◆ **What you are asked to do**:
Report all lines of the data below that hold the word "join".

◆ **Source material**:
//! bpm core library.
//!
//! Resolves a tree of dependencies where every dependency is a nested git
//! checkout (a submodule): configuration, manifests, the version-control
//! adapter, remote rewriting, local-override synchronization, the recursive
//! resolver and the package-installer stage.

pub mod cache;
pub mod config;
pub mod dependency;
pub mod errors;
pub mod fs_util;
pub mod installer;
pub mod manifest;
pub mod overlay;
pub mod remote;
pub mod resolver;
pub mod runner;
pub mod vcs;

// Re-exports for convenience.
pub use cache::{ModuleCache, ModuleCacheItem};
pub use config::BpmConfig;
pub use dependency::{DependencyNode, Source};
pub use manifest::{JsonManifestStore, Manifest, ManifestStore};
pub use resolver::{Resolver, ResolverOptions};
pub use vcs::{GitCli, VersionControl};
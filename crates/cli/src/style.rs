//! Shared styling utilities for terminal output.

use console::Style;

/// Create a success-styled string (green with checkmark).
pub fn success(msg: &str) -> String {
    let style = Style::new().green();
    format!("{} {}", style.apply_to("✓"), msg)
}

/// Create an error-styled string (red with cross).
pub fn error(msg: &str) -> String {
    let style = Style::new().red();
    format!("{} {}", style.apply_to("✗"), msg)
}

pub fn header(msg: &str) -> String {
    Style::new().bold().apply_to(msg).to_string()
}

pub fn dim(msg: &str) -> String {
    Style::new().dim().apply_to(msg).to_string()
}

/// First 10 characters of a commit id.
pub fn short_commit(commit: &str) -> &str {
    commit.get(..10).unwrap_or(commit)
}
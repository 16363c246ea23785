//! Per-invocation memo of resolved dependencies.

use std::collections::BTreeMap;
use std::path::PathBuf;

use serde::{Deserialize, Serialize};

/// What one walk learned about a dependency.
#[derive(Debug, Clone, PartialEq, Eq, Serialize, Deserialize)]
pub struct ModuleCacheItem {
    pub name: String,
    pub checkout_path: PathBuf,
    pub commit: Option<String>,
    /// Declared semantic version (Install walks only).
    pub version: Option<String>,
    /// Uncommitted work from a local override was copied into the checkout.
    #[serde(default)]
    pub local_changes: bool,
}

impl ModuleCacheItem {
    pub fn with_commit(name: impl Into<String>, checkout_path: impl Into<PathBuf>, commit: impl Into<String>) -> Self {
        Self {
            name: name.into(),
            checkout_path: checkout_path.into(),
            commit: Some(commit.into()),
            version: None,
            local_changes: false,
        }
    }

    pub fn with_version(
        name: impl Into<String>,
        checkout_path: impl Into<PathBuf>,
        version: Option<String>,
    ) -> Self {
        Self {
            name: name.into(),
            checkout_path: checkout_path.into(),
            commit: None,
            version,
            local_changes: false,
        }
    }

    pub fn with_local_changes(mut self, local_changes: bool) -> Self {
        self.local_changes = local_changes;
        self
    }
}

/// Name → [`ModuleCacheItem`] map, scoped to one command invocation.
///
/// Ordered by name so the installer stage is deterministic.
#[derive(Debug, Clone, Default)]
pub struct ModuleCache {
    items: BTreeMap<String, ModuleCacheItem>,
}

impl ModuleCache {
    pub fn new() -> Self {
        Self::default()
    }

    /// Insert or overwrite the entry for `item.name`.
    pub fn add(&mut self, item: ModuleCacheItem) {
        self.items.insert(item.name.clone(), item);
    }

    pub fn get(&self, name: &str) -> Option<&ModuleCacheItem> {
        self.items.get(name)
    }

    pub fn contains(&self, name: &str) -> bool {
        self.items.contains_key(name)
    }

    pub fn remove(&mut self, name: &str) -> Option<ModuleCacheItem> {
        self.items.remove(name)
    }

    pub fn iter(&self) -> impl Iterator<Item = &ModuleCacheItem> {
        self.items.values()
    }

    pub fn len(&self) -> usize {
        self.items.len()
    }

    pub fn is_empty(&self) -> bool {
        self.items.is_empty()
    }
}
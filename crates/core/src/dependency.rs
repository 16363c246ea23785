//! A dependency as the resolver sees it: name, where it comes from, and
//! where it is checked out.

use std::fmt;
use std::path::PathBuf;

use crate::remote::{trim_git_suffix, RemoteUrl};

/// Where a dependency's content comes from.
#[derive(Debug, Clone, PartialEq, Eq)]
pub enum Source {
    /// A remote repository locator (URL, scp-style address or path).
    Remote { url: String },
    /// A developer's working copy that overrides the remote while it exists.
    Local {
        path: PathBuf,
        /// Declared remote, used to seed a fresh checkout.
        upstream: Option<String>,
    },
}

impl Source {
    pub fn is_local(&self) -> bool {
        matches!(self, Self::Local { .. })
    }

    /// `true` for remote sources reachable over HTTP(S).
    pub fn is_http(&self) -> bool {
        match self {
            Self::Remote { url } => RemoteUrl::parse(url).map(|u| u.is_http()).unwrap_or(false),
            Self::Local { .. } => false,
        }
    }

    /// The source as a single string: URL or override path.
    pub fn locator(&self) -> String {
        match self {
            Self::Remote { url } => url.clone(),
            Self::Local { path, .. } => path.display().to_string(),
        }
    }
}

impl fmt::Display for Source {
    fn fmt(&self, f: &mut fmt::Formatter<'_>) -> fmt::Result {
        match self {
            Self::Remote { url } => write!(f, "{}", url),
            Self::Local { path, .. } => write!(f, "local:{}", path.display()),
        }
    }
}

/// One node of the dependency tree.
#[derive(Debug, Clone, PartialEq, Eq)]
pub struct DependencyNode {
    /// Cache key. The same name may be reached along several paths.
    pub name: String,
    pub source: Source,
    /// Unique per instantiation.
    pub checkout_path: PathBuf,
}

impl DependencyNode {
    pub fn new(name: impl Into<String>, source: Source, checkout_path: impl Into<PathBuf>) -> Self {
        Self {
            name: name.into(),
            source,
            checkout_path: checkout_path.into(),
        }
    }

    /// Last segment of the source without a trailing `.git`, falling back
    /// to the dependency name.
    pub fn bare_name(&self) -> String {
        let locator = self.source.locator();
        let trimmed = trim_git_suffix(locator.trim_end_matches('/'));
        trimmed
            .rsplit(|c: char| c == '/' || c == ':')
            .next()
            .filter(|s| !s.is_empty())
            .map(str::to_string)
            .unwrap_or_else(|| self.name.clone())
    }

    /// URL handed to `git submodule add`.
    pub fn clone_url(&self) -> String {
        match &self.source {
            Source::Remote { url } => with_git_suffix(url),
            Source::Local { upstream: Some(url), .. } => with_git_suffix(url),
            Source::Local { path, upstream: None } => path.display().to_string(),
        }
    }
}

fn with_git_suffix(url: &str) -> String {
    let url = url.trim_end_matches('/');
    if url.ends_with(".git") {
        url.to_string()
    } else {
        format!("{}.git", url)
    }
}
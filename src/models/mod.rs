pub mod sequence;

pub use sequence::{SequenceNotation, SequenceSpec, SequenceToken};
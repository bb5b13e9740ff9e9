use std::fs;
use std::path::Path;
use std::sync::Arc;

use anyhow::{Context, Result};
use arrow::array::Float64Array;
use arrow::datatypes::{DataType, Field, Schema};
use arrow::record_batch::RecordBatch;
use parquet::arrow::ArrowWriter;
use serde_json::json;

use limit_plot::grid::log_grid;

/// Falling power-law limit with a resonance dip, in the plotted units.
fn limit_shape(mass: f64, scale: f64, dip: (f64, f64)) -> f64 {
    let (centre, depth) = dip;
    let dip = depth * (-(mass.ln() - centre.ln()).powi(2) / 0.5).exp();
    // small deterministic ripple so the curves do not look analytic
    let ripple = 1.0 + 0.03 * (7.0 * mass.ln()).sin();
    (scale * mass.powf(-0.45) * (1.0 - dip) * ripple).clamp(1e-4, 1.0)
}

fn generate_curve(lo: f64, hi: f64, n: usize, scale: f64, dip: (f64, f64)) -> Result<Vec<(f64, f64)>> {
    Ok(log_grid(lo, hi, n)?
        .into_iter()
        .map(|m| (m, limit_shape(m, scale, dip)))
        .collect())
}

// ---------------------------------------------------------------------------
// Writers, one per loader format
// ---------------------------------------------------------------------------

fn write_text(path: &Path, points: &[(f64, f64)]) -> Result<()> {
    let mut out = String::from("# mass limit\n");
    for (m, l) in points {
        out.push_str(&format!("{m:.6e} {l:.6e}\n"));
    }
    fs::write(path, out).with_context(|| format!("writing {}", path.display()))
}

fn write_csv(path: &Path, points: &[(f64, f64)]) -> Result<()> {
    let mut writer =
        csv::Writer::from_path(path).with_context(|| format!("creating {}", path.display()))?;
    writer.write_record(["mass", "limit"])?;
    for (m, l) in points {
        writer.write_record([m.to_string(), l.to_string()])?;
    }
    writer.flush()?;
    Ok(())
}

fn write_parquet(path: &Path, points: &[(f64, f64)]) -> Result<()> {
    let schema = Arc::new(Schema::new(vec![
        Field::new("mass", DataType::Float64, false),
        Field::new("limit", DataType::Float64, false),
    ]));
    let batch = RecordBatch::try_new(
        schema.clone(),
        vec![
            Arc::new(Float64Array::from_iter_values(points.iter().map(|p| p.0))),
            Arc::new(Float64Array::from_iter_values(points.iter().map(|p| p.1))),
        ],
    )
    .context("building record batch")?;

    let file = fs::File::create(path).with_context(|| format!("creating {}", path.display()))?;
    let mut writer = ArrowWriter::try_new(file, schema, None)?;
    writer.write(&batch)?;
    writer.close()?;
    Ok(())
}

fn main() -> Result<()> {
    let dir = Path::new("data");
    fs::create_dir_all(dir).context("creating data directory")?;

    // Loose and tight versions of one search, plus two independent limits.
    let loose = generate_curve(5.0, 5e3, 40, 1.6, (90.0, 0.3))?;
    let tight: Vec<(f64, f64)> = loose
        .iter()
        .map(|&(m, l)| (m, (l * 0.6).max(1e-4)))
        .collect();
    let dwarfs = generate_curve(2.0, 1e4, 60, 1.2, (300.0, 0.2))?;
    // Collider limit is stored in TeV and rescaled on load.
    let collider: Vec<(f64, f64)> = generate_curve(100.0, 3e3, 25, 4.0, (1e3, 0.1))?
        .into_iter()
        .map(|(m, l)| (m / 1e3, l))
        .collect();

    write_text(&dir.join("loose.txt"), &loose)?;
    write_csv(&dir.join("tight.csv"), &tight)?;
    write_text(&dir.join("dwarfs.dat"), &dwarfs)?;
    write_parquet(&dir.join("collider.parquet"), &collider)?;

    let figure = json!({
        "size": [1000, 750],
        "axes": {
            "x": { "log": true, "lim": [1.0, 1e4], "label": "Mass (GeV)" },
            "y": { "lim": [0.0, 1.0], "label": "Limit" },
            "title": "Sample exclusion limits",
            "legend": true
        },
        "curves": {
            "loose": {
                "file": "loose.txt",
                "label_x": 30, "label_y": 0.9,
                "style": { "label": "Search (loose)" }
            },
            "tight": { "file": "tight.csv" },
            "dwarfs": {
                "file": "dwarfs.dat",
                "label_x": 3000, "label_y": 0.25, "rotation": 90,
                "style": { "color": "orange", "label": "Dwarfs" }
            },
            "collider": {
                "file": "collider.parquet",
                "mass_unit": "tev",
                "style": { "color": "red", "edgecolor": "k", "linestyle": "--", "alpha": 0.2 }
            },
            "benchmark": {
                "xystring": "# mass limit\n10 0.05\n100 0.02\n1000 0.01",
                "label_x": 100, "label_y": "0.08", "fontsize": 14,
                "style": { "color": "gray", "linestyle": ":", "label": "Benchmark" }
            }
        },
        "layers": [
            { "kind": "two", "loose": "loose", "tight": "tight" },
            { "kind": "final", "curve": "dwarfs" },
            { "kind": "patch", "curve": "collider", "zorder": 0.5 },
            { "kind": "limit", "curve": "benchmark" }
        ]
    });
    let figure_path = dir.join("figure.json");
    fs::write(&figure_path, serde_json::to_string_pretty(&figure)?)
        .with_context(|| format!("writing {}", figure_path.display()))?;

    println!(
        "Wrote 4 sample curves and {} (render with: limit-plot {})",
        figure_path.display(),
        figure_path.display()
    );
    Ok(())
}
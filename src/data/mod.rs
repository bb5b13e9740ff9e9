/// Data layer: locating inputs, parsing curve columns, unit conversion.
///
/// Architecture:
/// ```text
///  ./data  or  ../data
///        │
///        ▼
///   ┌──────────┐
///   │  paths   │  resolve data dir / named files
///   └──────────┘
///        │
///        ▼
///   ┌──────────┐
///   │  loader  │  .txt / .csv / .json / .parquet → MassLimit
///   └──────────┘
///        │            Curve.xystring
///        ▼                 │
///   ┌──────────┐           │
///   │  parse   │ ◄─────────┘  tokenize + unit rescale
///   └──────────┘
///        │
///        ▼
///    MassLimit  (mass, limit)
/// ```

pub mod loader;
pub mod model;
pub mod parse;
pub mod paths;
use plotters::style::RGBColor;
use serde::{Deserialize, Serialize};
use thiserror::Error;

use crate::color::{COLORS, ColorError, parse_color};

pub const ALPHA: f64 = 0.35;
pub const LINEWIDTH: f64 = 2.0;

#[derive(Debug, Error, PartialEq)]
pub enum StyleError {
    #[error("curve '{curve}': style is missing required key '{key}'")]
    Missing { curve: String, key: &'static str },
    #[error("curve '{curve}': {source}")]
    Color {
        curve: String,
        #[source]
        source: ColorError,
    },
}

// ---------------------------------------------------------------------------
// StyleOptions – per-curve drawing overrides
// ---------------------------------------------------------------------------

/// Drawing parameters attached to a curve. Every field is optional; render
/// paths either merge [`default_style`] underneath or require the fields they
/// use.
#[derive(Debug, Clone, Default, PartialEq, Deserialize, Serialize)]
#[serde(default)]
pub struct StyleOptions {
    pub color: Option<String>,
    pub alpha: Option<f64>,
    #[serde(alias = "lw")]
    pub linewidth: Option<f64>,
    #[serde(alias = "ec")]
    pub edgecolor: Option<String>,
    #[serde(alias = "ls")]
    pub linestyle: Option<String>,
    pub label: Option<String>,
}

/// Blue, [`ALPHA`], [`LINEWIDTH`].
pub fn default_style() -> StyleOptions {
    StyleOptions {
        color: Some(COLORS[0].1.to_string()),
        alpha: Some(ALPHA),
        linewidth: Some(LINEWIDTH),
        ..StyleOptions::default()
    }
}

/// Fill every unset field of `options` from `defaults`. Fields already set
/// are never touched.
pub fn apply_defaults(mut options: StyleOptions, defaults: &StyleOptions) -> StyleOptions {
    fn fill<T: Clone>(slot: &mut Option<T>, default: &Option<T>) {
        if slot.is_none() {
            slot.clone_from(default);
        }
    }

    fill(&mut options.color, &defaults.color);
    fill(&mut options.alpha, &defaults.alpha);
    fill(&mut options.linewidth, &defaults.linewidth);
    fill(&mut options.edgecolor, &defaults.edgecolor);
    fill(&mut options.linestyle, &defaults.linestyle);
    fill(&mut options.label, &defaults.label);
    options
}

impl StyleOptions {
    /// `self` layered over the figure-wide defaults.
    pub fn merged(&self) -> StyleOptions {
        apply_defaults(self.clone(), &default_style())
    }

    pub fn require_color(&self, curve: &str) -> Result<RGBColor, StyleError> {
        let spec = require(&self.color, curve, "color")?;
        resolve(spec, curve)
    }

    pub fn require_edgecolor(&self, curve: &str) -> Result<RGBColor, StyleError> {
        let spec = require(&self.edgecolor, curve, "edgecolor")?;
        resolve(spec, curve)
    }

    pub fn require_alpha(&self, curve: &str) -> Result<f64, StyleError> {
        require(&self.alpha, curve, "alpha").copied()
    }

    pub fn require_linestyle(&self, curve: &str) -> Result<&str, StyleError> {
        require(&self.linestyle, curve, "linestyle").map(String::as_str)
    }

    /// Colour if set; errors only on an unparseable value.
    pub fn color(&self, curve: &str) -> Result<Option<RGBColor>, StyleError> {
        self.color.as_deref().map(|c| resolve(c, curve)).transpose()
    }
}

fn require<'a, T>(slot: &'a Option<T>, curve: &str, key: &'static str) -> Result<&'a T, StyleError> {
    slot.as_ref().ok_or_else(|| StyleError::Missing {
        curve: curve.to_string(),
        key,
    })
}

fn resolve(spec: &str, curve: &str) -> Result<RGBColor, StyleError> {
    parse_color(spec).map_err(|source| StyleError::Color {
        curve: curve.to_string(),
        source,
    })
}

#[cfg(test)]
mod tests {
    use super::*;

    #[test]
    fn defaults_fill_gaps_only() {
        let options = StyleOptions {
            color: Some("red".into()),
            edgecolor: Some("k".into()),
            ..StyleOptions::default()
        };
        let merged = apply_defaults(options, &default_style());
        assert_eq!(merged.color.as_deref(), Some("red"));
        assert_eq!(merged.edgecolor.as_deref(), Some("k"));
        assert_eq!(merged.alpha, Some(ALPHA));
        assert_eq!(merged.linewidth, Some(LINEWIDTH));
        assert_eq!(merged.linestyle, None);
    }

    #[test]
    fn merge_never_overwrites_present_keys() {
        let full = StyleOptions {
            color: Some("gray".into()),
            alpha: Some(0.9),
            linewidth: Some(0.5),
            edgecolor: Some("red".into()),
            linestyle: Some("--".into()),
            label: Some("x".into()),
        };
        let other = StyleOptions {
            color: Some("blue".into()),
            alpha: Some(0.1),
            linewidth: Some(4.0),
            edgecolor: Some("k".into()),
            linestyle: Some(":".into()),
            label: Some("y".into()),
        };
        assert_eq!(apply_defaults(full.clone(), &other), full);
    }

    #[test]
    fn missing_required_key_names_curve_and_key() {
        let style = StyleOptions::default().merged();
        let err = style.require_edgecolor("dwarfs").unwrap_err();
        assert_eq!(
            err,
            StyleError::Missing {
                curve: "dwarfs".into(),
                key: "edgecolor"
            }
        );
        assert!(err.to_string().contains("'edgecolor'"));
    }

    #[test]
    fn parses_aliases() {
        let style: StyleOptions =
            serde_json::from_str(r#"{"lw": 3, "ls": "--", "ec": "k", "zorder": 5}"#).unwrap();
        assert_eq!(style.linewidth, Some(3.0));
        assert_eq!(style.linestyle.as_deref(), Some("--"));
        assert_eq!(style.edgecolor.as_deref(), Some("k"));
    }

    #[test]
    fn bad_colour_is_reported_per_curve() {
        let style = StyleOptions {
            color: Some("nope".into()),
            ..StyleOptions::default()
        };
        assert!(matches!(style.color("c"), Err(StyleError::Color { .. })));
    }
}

◆ **Response to the exercise**:
    write_text(&dir.join("loose.txt"), &loose)?;
    write_csv(&dir.join("tight.csv"), &tight)?;
    write_text(&dir.join("dwarfs.dat"), &dwarfs)?;
    write_parquet(&dir.join("collider.parquet"), &collider)?;
    let figure_path = dir.join("figure.json");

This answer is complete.